The conservative Louisiana Family Forum praised the ruling.

"This ruling confirms that the people of Louisiana — not the federal courts — have the constitutional right to decide how marriage is defined in this state," Gene Mills, the group’s president, said in a news release.

Gay marriage advocates argued that the ban violated constitutional due process and equal-protection rights.

"Every citizen of the United States deserves protection of their rights, uphill climb or not," said Mary Griggs, chairwoman of Forum for Equality Louisiana.

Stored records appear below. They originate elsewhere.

//! The class registry (§4.5): maps a configuration's `class:` string to a
//! factory function producing the concrete component.

use std::collections::HashMap;

use crate::link::Component;

/// Constructs a fresh, unconfigured component instance.
pub type Factory = fn() -> Box<dyn Component>;

/// Class-name → [`Factory`] lookup, split into a default layer (the
/// standard library registered by [`crate::components::register_standard`])
/// and a user-extension layer. Lookup tries the default layer first, so a
/// user extension can never shadow a standard class by accident — "first
/// hit wins" (§4.5).
#[derive(Default)]
pub struct ClassRegistry {
    default: HashMap<String, Factory>,
    extensions: HashMap<String, Factory>,
}

impl ClassRegistry {
    /// An empty registry with no classes registered.
    #[must_use]
    pub fn new() -> Self {
        Self::default()
    }

    /// The registry pre-populated with every standard-library component
    /// class.
    #[must_use]
    pub fn standard() -> Self {
        let mut registry = Self::new();
        crate::components::register_standard(&mut registry);
        registry
    }

    /// Registers `class` in the default layer. Used internally by
    /// [`Self::standard`]; panics on a duplicate class name, since that
    /// would be a bug in the standard library itself rather than a user
    /// configuration error.
    pub fn register_default(&mut self, class: &str, factory: Factory) {
        assert!(
            self.default.insert(class.to_string(), factory).is_none(),
            "duplicate standard-library class {class:?}"
        );
    }

    /// Registers `class` in the user-extension layer, for embedders that
    /// link additional component types into the simulator.
    pub fn register(&mut self, class: &str, factory: Factory) {
        self.extensions.insert(class.to_string(), factory);
    }

    /// Looks up the factory for `class`, default layer first.
    #[must_use]
    pub fn lookup(&self, class: &str) -> Option<Factory> {
        self.default.get(class).or_else(|| self.extensions.get(class)).copied()
    }
}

Feldman said the Supreme Court decision "correctly discredited" the Defense of Marriage Act’s effect on New York law legalizing same-sex unions. But he also noted language in the decision outlining the states’ historic authority to recognize and define marriage.

He also said that neither the Supreme Court nor the 5th Circuit has defined gay people as a protected class in discrimination cases.

"In light of still-binding precedent, this Court declines to fashion a new suspect class. To do so would distort precedent and demean the democratic process," Feldman wrote.

The 6th U.S. Circuit Court of Appeals is currently considering arguments over six gay marriage cases from Michigan, Ohio, Kentucky and Tennessee. Two other appellate courts, the 10th Circuit in Denver and the 4th Circuit in Virginia, have overturned statewide gay marriage bans in Oklahoma, Utah and Virginia. However, those rulings and others overturning gay marriage bans have been put on hold while appeals are considered.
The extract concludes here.